Catering contractors managing in-house canteens or event catering at the buyer's premises create food safety liability (claims under the Food Safety and Standards Act, 2006 and regulations thereunder), worker injury liability (EC coverage for catering workers), and property damage liability (fire and contamination events in the buyer's kitchen facilities). FSSAI-licensed catering contractors are required to maintain food safety management systems, but FSSAI licensing does not mandate food product liability insurance. Buyers of catering services should specify minimum public liability cover with a food contamination extension and require FSSAI licence copies alongside the insurance certificate.

Even with well-drafted insurance requirements and diligent monitoring, buyers will encounter vendors whose coverage is inadequate for the risk profile. This is particularly common when procuring specialised or niche services from vendors with limited market alternatives: a single-source software vendor whose product is deeply integrated into the buyer's operations, or a specialist technical service provider with unique expertise. The buyer cannot simply replace them, and the vendor's insurance market access is limited by the specialist nature of their risk.

In these situations, buyers have several practical responses:

Risk retention through contract pricing: if the buyer determines that the vendor's maximum liability under its insurance is INR 2 crore but the buyer's actual exposure from vendor failure is INR 8 crore, the buyer can treat the INR 6 crore gap as a retained risk and price it into the vendor relationship: either through a contract price reduction that reflects the buyer's increased risk assumption, or by building the gap into the buyer's own risk reserve.

Backup coverage from the buyer's own policies: buyers with a Commercial General Liability (CGL) policy or a Cyber Liability policy can examine whether their own policies provide a backstop for losses arising from vendor negligence. CGL policies typically cover third-party bodily injury and property damage for which the insured (the buyer) is found legally liable, which can include situations where the buyer is jointly liable alongside a vendor for a third-party loss. However, most CGL policies exclude vendor errors and omissions from the GL coverage, and losses that are purely vendor-caused without any buyer contribution will typically not trigger the buyer's CGL. The buyer's cyber policy may provide better overlap for technology vendor failures if the policy's third-party coverage section extends to cyber events caused by vendor negligence.

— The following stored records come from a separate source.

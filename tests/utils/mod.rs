pub mod actions;
pub mod assertions;
pub mod mocks;
pub mod setup;

// Re-export main utilities for use by test files
#[allow(unused_imports)]
pub use assertions::TimelineAssertion;
#[allow(unused_imports)]
pub use mocks::{FlakyMatchStore, RecordingNotifier};
#[allow(unused_imports)]
pub use setup::{TestSetup, TestSetupBuilder, TEST_MATCH_ID};
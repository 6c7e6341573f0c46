use std::str::FromStr;

use thiserror::Error;

use crate::rng::SimRng;
use crate::simulation::engine::{
    simulate_banking_after_n, simulate_score_before_duplicate, simulate_unique_flips,
};

/// Drawing strategy for a single round.
#[derive(Debug, Clone, Copy, PartialEq, Eq)]
pub enum Policy {
    /// Count unique cards in hand before a bust or a full unique set.
    UniqueFlips,
    /// Sum unique card values in hand before a bust or a full unique set.
    ScoreBeforeDuplicate,
    /// Bank voluntarily after n unique cards, unless a bust or a completed
    /// set comes first.
    BankingAfter(u32),
}

#[derive(Error, Debug, PartialEq, Eq)]
pub enum PolicyParseError {
    #[error("unknown policy '{0}', expected 'flips', 'score', or 'bank:N'")]
    Unknown(String),
    #[error("'{0}' is not a valid bank target")]
    InvalidBankTarget(String),
    #[error("bank target must be between 1 and 6, got {0}")]
    BankTargetOutOfRange(u32),
}

impl Policy {
    /// Simulate one round under this policy.
    pub fn simulate(&self, rng: &mut SimRng) -> u32 {
        match self {
            Policy::UniqueFlips => simulate_unique_flips(rng),
            Policy::ScoreBeforeDuplicate => simulate_score_before_duplicate(rng),
            Policy::BankingAfter(n) => simulate_banking_after_n(rng, *n),
        }
    }

    /// Label used for this policy's report line.
    pub fn label(&self) -> String {
        match self {
            Policy::UniqueFlips => "Average hand size BEFORE busting or 7 unique".to_string(),
            Policy::ScoreBeforeDuplicate => "Average score BEFORE busting or 7 unique".to_string(),
            Policy::BankingAfter(n) => {
                format!("Average score when planning to bank after {} card(s) drawn", n)
            }
        }
    }

    /// The eight policies of the full report, in print order.
    pub fn report_set() -> Vec<Policy> {
        let mut policies = vec![Policy::UniqueFlips, Policy::ScoreBeforeDuplicate];
        policies.extend((1..=6).map(Policy::BankingAfter));
        policies
    }
}

impl FromStr for Policy {
    type Err = PolicyParseError;

    fn from_str(s: &str) -> Result<Self, Self::Err> {
        match s {
            "flips" => Ok(Policy::UniqueFlips),
            "score" => Ok(Policy::ScoreBeforeDuplicate),
            other => match other.strip_prefix("bank:") {
                Some(target) => {
                    let n: u32 = target
                        .parse()
                        .map_err(|_| PolicyParseError::InvalidBankTarget(target.to_string()))?;
                    if !(1..=6).contains(&n) {
                        return Err(PolicyParseError::BankTargetOutOfRange(n));
                    }
                    Ok(Policy::BankingAfter(n))
                }
                None => Err(PolicyParseError::Unknown(other.to_string())),
            },
        }
    }
}
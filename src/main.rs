mod deck;
mod report;
mod rng;
mod simulation;

use clap::{Parser, Subcommand};
use report::{run_report, ReportLine};
use simulation::policy::Policy;
use simulation::runner::run_trials;

#[derive(Parser)]
#[command(name = "flip7-sim")]
#[command(about = "Flip 7 Monte Carlo Simulator", long_about = None)]
struct Cli {
    #[command(subcommand)]
    command: Option<Commands>,

    /// Seed for random number generator (for reproducibility)
    #[arg(short, long)]
    seed: Option<u64>,

    /// Number of simulated rounds per policy
    #[arg(short, long, default_value = "10000")]
    trials: usize,
}

#[derive(Subcommand)]
enum Commands {
    /// Run a single policy instead of the full report
    Run {
        /// Policy to simulate: "flips", "score", or "bank:N" (N in 1..=6)
        #[arg(short, long)]
        policy: String,

        /// Number of simulated rounds
        #[arg(short, long, default_value = "10000")]
        trials: usize,

        /// Seed for reproducibility
        #[arg(short, long)]
        seed: Option<u64>,
    },
}

fn main() {
    let cli = Cli::parse();

    match cli.command {
        Some(Commands::Run { policy, trials, seed }) => {
            let policy: Policy = match policy.parse() {
                Ok(p) => p,
                Err(e) => {
                    eprintln!("✗ {}", e);
                    std::process::exit(1);
                }
            };
            run_single_policy(policy, trials, seed);
        }
        None => print_full_report(cli.trials, cli.seed),
    }
}

fn print_full_report(trials: usize, seed: Option<u64>) {
    eprintln!("Rounds per policy: {}", trials);
    if let Some(s) = seed {
        eprintln!("Seed: {}", s);
    }

    let start = std::time::Instant::now();
    let lines = run_report(trials, seed);
    let elapsed = start.elapsed();

    for line in &lines {
        println!("{}", line);
    }

    let total_rounds = trials * lines.len();
    eprintln!(
        "Simulation completed in {:.2?} ({:.0} rounds/sec)",
        elapsed,
        total_rounds as f64 / elapsed.as_secs_f64()
    );
}

fn run_single_policy(policy: Policy, trials: usize, seed: Option<u64>) {
    let line = ReportLine {
        label: policy.label(),
        average: run_trials(policy, trials, seed),
    };
    println!("{}", line);
}
pub mod binary;
pub mod learner;
pub mod multiclass;

pub use binary::BinaryPerceptron;
pub use learner::OnlineLearner;
pub use multiclass::MultiClassPerceptron;
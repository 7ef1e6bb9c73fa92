use serde::{Deserialize, Serialize};

use crate::error::{PerceptronError, PerceptronResult};
use crate::math::vector::{argmax, dot};
use crate::perceptron::OnlineLearner;

/// One-vs-all multi-class perceptron.
///
/// Keeps one weight vector per class, each laid out like the binary
/// perceptron's (bias weight at index 0, feature weights after). Every
/// class scores the input independently and the highest score wins, with
/// ties resolved in favor of the lowest class index.
#[derive(Debug, Clone, Serialize, Deserialize)]
pub struct MultiClassPerceptron {
    weights: Vec<Vec<f64>>,
    input_dim: usize,
    learning_rate: f64,
}

impl MultiClassPerceptron {
    /// Creates a perceptron over `class_count` classes (at least 1) for
    /// `input_dim` features. All weight vectors start at zero, so a fresh
    /// perceptron classifies everything as class 0.
    pub fn new(input_dim: usize, class_count: usize, learning_rate: f64) -> MultiClassPerceptron {
        MultiClassPerceptron {
            weights: vec![vec![0.0; input_dim + 1]; class_count],
            input_dim,
            learning_rate,
        }
    }

    /// Number of input features this perceptron was built for.
    pub fn input_dim(&self) -> usize {
        self.input_dim
    }

    /// Number of classes competing for each input.
    pub fn class_count(&self) -> usize {
        self.weights.len()
    }

    /// Step size applied to the two touched rows on a failed training step.
    pub fn learning_rate(&self) -> f64 {
        self.learning_rate
    }

    /// Decision value of a single class for `input`.
    pub fn score(&self, class: usize, input: &[f64]) -> PerceptronResult<f64> {
        self.check_input(input)?;
        self.check_class(class)?;
        Ok(row_score(&self.weights[class], input))
    }

    /// Decision values of every class for `input`, in class order.
    pub fn scores(&self, input: &[f64]) -> PerceptronResult<Vec<f64>> {
        self.check_input(input)?;
        Ok(self.raw_scores(input))
    }

    /// Classifies `input` as the lowest class index with the highest score.
    pub fn classify(&self, input: &[f64]) -> PerceptronResult<usize> {
        self.check_input(input)?;
        Ok(argmax(&self.raw_scores(input)))
    }

    /// Trains on a single example.
    ///
    /// Both checks run before anything mutates: `input` must match the
    /// configured dimension and `expected` must be a valid class index.
    /// Returns `Ok(true)` when the prediction already matches. Otherwise
    /// nudges the expected class's weights towards the input and the
    /// wrongly winning class's weights away from it, leaving every other
    /// class untouched, and returns `Ok(false)`.
    pub fn train(&mut self, input: &[f64], expected: usize) -> PerceptronResult<bool> {
        self.check_input(input)?;
        self.check_class(expected)?;

        let predicted = argmax(&self.raw_scores(input));
        if predicted == expected {
            return Ok(true);
        }

        let step = self.learning_rate;
        self.nudge_row(expected, step, input);
        self.nudge_row(predicted, -step, input);
        Ok(false)
    }

    /// Current weight matrix (one row per class, bias first), as an
    /// immutable view.
    pub fn weights(&self) -> &[Vec<f64>] {
        &self.weights
    }

    /// Replaces the weight matrix wholesale.
    ///
    /// The replacement must have exactly `class_count` rows of length
    /// `input_dim + 1` each; otherwise fails with `DimensionMismatch` and
    /// the existing weights stay in place.
    pub fn set_weights(&mut self, weights: Vec<Vec<f64>>) -> PerceptronResult<()> {
        if weights.len() != self.class_count() {
            return Err(PerceptronError::dimension_mismatch(
                self.class_count(),
                weights.len(),
                "weight matrix rows",
            ));
        }
        for row in &weights {
            if row.len() != self.input_dim + 1 {
                return Err(PerceptronError::dimension_mismatch(
                    self.input_dim + 1,
                    row.len(),
                    "weight matrix row",
                ));
            }
        }
        self.weights = weights;
        Ok(())
    }

    /// Serializes the perceptron to a pretty-printed JSON file.
    pub fn save_json(&self, path: &str) -> std::io::Result<()> {
        let file = std::fs::File::create(path)?;
        let writer = std::io::BufWriter::new(file);
        serde_json::to_writer_pretty(writer, self)
            .map_err(|e| std::io::Error::new(std::io::ErrorKind::Other, e))
    }

    /// Deserializes a perceptron from a JSON file previously written by
    /// `save_json`.
    pub fn load_json(path: &str) -> std::io::Result<MultiClassPerceptron> {
        let file = std::fs::File::open(path)?;
        let reader = std::io::BufReader::new(file);
        serde_json::from_reader(reader)
            .map_err(|e| std::io::Error::new(std::io::ErrorKind::Other, e))
    }

    fn check_input(&self, input: &[f64]) -> PerceptronResult<()> {
        if input.len() != self.input_dim {
            return Err(PerceptronError::dimension_mismatch(
                self.input_dim,
                input.len(),
                "input features",
            ));
        }
        Ok(())
    }

    fn check_class(&self, class: usize) -> PerceptronResult<()> {
        if class >= self.class_count() {
            return Err(PerceptronError::ClassOutOfRange {
                class,
                class_count: self.class_count(),
            });
        }
        Ok(())
    }

    fn raw_scores(&self, input: &[f64]) -> Vec<f64> {
        self.weights.iter().map(|row| row_score(row, input)).collect()
    }

    fn nudge_row(&mut self, class: usize, step: f64, input: &[f64]) {
        let row = &mut self.weights[class];
        row[0] += step;
        for (w, &x) in row[1..].iter_mut().zip(input.iter()) {
            *w += step * x;
        }
    }
}

impl OnlineLearner for MultiClassPerceptron {
    type Label = usize;

    fn train_step(&mut self, input: &[f64], expected: usize) -> PerceptronResult<bool> {
        self.train(input, expected)
    }

    fn predict(&self, input: &[f64]) -> PerceptronResult<usize> {
        self.classify(input)
    }
}

/// Decision value of one weight row (bias first) against a feature vector.
fn row_score(row: &[f64], input: &[f64]) -> f64 {
    row[0] + dot(&row[1..], input)
}

#[cfg(test)]
mod tests {
    use super::*;

    #[test]
    fn fresh_perceptron_classifies_everything_as_class_zero() {
        let p = MultiClassPerceptron::new(2, 3, 0.1);
        assert_eq!(p.class_count(), 3);
        assert_eq!(p.input_dim(), 2);
        assert_eq!(p.classify(&[0.0, 0.0]).unwrap(), 0);
        assert_eq!(p.classify(&[3.0, -1.0]).unwrap(), 0);
    }

    #[test]
    fn classify_picks_highest_scoring_class() {
        let mut p = MultiClassPerceptron::new(2, 3, 0.1);
        p.set_weights(vec![
            vec![0.0, 1.0, 0.0],
            vec![0.0, 0.0, 1.0],
            vec![-1.0, 0.0, 0.0],
        ])
        .unwrap();

        assert_eq!(p.classify(&[2.0, 1.0]).unwrap(), 0);
        assert_eq!(p.classify(&[1.0, 2.0]).unwrap(), 1);
        assert_eq!(p.scores(&[1.0, 2.0]).unwrap(), vec![1.0, 2.0, -1.0]);
    }

    #[test]
    fn tied_maximum_goes_to_lowest_class_index() {
        let mut p = MultiClassPerceptron::new(1, 3, 0.1);
        p.set_weights(vec![vec![0.0, 0.0], vec![2.0, 0.0], vec![2.0, 0.0]])
            .unwrap();

        // Classes 1 and 2 tie at 2.0; the scan keeps the earlier winner.
        assert_eq!(p.classify(&[5.0]).unwrap(), 1);
    }

    #[test]
    fn score_validates_class_index() {
        let p = MultiClassPerceptron::new(2, 3, 0.1);
        assert_eq!(p.score(2, &[0.0, 0.0]).unwrap(), 0.0);

        let err = p.score(3, &[0.0, 0.0]).unwrap_err();
        assert_eq!(
            err,
            PerceptronError::ClassOutOfRange {
                class: 3,
                class_count: 3,
            }
        );
    }

    #[test]
    fn train_on_correct_example_leaves_weights_alone() {
        let mut p = MultiClassPerceptron::new(2, 3, 0.1);
        let before = p.weights().to_vec();

        // All scores tie at zero, so class 0 is already the prediction.
        assert_eq!(p.train(&[1.0, 1.0], 0).unwrap(), true);
        assert_eq!(p.weights(), before.as_slice());
    }

    #[test]
    fn failed_train_touches_exactly_two_rows() {
        let mut p = MultiClassPerceptron::new(2, 3, 0.1);

        // Prediction is class 0 (all-zero tie), expected is class 1.
        assert_eq!(p.train(&[2.0, 0.0], 1).unwrap(), false);
        assert_eq!(p.weights()[0], vec![-0.1, -0.2, 0.0]);
        assert_eq!(p.weights()[1], vec![0.1, 0.2, 0.0]);
        assert_eq!(p.weights()[2], vec![0.0, 0.0, 0.0]);
    }

    #[test]
    fn train_rejects_out_of_range_class_before_updating() {
        let mut p = MultiClassPerceptron::new(2, 3, 0.1);
        let before = p.weights().to_vec();

        let err = p.train(&[1.0, 1.0], 3).unwrap_err();
        assert_eq!(
            err,
            PerceptronError::ClassOutOfRange {
                class: 3,
                class_count: 3,
            }
        );
        assert_eq!(p.weights(), before.as_slice());
    }

    #[test]
    fn dimension_check_runs_before_class_check() {
        let mut p = MultiClassPerceptron::new(2, 3, 0.1);

        let err = p.train(&[1.0], 7).unwrap_err();
        assert_eq!(
            err,
            PerceptronError::DimensionMismatch {
                expected: 2,
                got: 1,
                context: "input features",
            }
        );
    }

    #[test]
    fn set_weights_validates_shape() {
        let mut p = MultiClassPerceptron::new(2, 3, 0.1);

        let err = p.set_weights(vec![vec![0.0; 3]; 2]).unwrap_err();
        assert_eq!(
            err,
            PerceptronError::DimensionMismatch {
                expected: 3,
                got: 2,
                context: "weight matrix rows",
            }
        );

        let err = p
            .set_weights(vec![vec![0.0; 3], vec![0.0; 4], vec![0.0; 3]])
            .unwrap_err();
        assert_eq!(
            err,
            PerceptronError::DimensionMismatch {
                expected: 3,
                got: 4,
                context: "weight matrix row",
            }
        );
        assert_eq!(p.weights(), vec![vec![0.0; 3]; 3].as_slice());

        p.set_weights(vec![
            vec![0.0, 1.0, 0.0],
            vec![0.0, 0.0, 1.0],
            vec![0.5, 0.0, 0.0],
        ])
        .unwrap();
        assert_eq!(p.classify(&[0.0, 0.0]).unwrap(), 2);
    }

    #[test]
    fn json_round_trip_preserves_state() {
        let mut p = MultiClassPerceptron::new(2, 3, 0.1);
        p.train(&[2.0, 0.0], 1).unwrap();

        let json = serde_json::to_string(&p).unwrap();
        let restored: MultiClassPerceptron = serde_json::from_str(&json).unwrap();

        assert_eq!(restored.weights(), p.weights());
        assert_eq!(restored.class_count(), p.class_count());
        assert_eq!(restored.input_dim(), p.input_dim());
        assert_eq!(
            restored.classify(&[2.0, 0.0]).unwrap(),
            p.classify(&[2.0, 0.0]).unwrap()
        );
    }
}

Additional insured endorsements: in Indian insurance practice, naming a party as an additional insured on the vendor's policy is available but not a standard market feature — it requires a specific endorsement from the vendor's insurer. The additional insured endorsement gives the buyer the right to claim directly under the vendor's policy for losses that would otherwise be the vendor's indemnity obligation. This is particularly valuable when the vendor's financial condition is uncertain. Buyers should negotiate additional insured status for high-value vendor relationships and confirm the endorsement exists on the actual policy, not just in the contract.

Contract price adjustment for insurance cost: when a vendor cannot obtain required insurance at commercially reasonable cost (for example, a small IT startup that cannot access cyber liability cover), the buyer can offer a pricing adjustment: the buyer purchases the additional coverage itself (a contingency cyber policy covering the specific vendor's access to the buyer's systems) and adjusts the contract price downward by the cost of that coverage. This approach keeps the vendor engaged while filling the insurance gap at the buyer's initiative.

The common thread across all these strategies is that vendor insurance management cannot be delegated entirely to the procurement process. It requires ongoing involvement from the buyer's legal, insurance, and risk management teams throughout the vendor relationship lifecycle.